One of the great modern inventions is the internet. Apart from the ease and speed with which people can contact each other by email, there is an enormous amount of free information available at the touch of a button. The range of Christian, semi-Christian and pseudo-Christian material that is available in the form of books, papers, websites, sermons and blogs is mind-boggling. But therein lies the danger, because in this vast resource, as in every large library, there is truth, error and deadly mixture.
Recently I read the transcript of a sermon. The speaker was obviously lively, hyped up in fact, and much of what he said was biblical. But he also included deadly error in his message. He claimed that the Gospels do not teach New Covenant truth, and that the New Covenant does not include the need for repentance, which is, he said, an Old Covenant concept. Hey! Wait a minute. Jesus preached repentance (e.g. Mark 1:15, etc).
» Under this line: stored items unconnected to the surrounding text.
use bookcase::construct::{
    EntityKind, ObjectRelation, ObjectRelationPatch, Person, PersonPatch, Resource, ResourcePatch,
};
use bookcase::criteria::Criterion;
use bookcase::datatype::{ObjectRole, PersonRelation, PublishDate, Timestamp};
use bookcase::error::CatalogError;
use bookcase::library::LibraryDatabase;
use bookcase::persist::PersistenceMode;
use bookcase::sort::QueryOptions;

fn library() -> LibraryDatabase {
    LibraryDatabase::new(PersistenceMode::InMemory).expect("db")
}

#[test]
fn rating_is_validated_before_writing() {
    let db = library();
    match db.add_resource(Resource::new("Too Good").with_rating(530)) {
        Err(CatalogError::Validation { kind, property, .. }) => {
            assert_eq!(kind, EntityKind::Resource);
            assert_eq!(property, "rating");
        }
        other => panic!("expected a validation error, got {:?}", other),
    }
    assert_eq!(db.count_resources(None).unwrap(), 0);

    let added = db.add_resource(Resource::new("Good Enough").with_rating(300)).unwrap();
    assert_eq!(db.get_resource(&added).unwrap().rating, Some(300));
}

#[test]
fn resources_round_trip() {
    let db = library();
    let resource = Resource::new("Carrie")
        .with_title_sort("Carrie")
        .with_publisher("Doubleday")
        .with_publish_date(PublishDate::Timestamp(Timestamp::from_seconds(102_384_000)));
    let added = db.add_resource(resource).unwrap();
    assert!(!added.uuid.is_empty());
    assert_eq!(db.get_resource(&added.uuid).unwrap(), added);

    // free-form publish dates survive too
    let fuzzy = db
        .add_resource(Resource::new("Rage").with_publish_date(PublishDate::Text("circa 1977".into())))
        .unwrap();
    assert_eq!(
        db.get_resource(&fuzzy).unwrap().publish_date,
        Some(PublishDate::Text("circa 1977".into()))
    );
}

#[test]
fn supplied_uuids_are_normalized() {
    let db = library();
    let added = db.add_resource(Resource::new("Cujo").with_uuid(" CUJO ")).unwrap();
    assert_eq!(added.uuid, "cujo");
    assert_eq!(db.get_resource("CUJO").unwrap().title, "Cujo");
    assert!(matches!(
        db.add_resource(Resource::new("Cujo again").with_uuid("cujo")),
        Err(CatalogError::Duplicate { kind: EntityKind::Resource, .. })
    ));
}

#[test]
fn updates_patch_only_supplied_fields() {
    let db = library();
    let added = db.add_resource(Resource::new("Christine").with_rating(200)).unwrap();
    let patch = ResourcePatch {
        title_sort: Some("Christine (novel)".into()),
        rating: Some(None),
        ..Default::default()
    };
    let updated = db.update_resource(&added, &patch).unwrap();
    assert_eq!(updated.title, "Christine");
    assert_eq!(updated.title_sort, "Christine (novel)");
    assert_eq!(updated.rating, None);
    assert_eq!(updated.add_date, added.add_date);
    assert!(updated.last_modify_date > added.last_modify_date);

    let again = db.update_resource(&added, &ResourcePatch::default()).unwrap();
    assert!(again.last_modify_date > updated.last_modify_date);
}

#[test]
fn missing_rows_are_not_found() {
    let db = library();
    assert!(matches!(
        db.get_resource("nowhere"),
        Err(CatalogError::NotFound { kind: EntityKind::Resource, .. })
    ));
    assert!(matches!(
        db.update_person("nobody", &PersonPatch::default()),
        Err(CatalogError::NotFound { kind: EntityKind::Person, .. })
    ));
    assert!(db.remove_resource("nowhere").is_err());
    assert!(db.get_object_relation(42).is_err());
}

#[test]
fn persons_and_their_relations() {
    let db = library();
    let book = db.add_resource(Resource::new("The Talisman")).unwrap();
    let king = db.add_person(Person::new("Stephen King", "King, Stephen")).unwrap();
    let straub = db.add_person(Person::new("Peter Straub", "Straub, Peter")).unwrap();
    db.add_person_relation(&book, &king, PersonRelation::Author).unwrap();
    db.add_person_relation(&book, &straub, PersonRelation::Author).unwrap();
    db.add_person_relation(&book, &straub, PersonRelation::Editor).unwrap();
    assert!(matches!(
        db.add_person_relation(&book, &king, PersonRelation::Author),
        Err(CatalogError::Duplicate { kind: EntityKind::PersonRelation, .. })
    ));
    assert!(matches!(
        db.add_person_relation(&book, "ghost", PersonRelation::Author),
        Err(CatalogError::NotFound { kind: EntityKind::Person, .. })
    ));

    let related = db.related_persons(&book, None, &QueryOptions::default()).unwrap();
    let names: Vec<_> = related.iter().map(|r| r.person.name.as_str()).collect();
    assert_eq!(names, ["Stephen King", "Peter Straub", "Peter Straub"]);

    let editors = db
        .related_persons(&book, Some(&Criterion::equal("relation", "editor")), &QueryOptions::default())
        .unwrap();
    assert_eq!(editors.len(), 1);
    assert_eq!(editors[0].relation, PersonRelation::Editor);

    let removed = db
        .remove_person_relations(&book, Some(straub.uuid.as_str()), None)
        .unwrap();
    assert_eq!(removed, 2);

    // relations cascade with their endpoints
    db.remove_person(&king).unwrap();
    assert!(db.related_persons(&book, None, &QueryOptions::default()).unwrap().is_empty());
}

#[test]
fn object_relations_are_addressed_by_id() {
    let db = library();
    let book = db.add_resource(Resource::new("Misery")).unwrap();
    let epub = db
        .add_object_relation(&book, ObjectRelation::new("", ObjectRole::Format, "epub"))
        .unwrap();
    let cover = db
        .add_object_relation(&book, ObjectRelation::new("", ObjectRole::Cover, "front"))
        .unwrap();
    assert_ne!(epub.id, cover.id);
    assert_eq!(epub.resource_uuid, book.uuid);

    let patch = ObjectRelationPatch {
        tag: Some("pdf".into()),
        ..Default::default()
    };
    assert_eq!(db.update_object_relation(epub.id, &patch).unwrap().tag, "pdf");

    let formats = db
        .related_objects(&book, Some(&Criterion::equal("role", "format")), &QueryOptions::default())
        .unwrap();
    assert_eq!(formats.len(), 1);
    assert_eq!(db.count_object_relations(Some(&Criterion::equal("resource", book.uuid.as_str()))).unwrap(), 2);

    assert_eq!(db.remove_object_relations(&book, None, Some(ObjectRole::Cover), None).unwrap(), 1);
    db.remove_resource(&book).unwrap();
    assert!(db.get_object_relation(epub.id).is_err());
}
Ah, but that was before he had died and risen again, our preacher would argue. But after his resurrection he commanded the apostles to preach repentance for the forgiveness of sins to all the nations, in his name (Luke 24:47). And they did this, for Peter proclaimed repentance on the day of Pentecost (Acts 2:38), and that is what the apostle Paul proclaimed in Athens (Acts 17:30). Yes, but that was repentance for conversion, our speaker would argue; it was not for Christians. Really? Then why did Paul, writing to the Corinthian Christians, speak of their repentance for wrong Christian behaviour? (2 Cor. 7:9, 10, cf. 2 Tim. 2:25).. And why did the apostle John, writing to Christians in his epistles, say that if we Christians say we have no sin we are deceiving ourselves, and that we must confess our sins to be cleansed (1 John 1:7-10)? Moreover, the risen Lord Jesus, writing to the seven churches of AsiaMinor, stressed their need to repent, over and over again? (See Rev. 2:5, 16, 21, 22; 3:3, 19). The whole New Testament (New Covenant) is against the idea that Christians do not need to repent.
One of our greatest needs, especially when surfing the internet, bur also in reading and listening to sermons, is the need for discernment.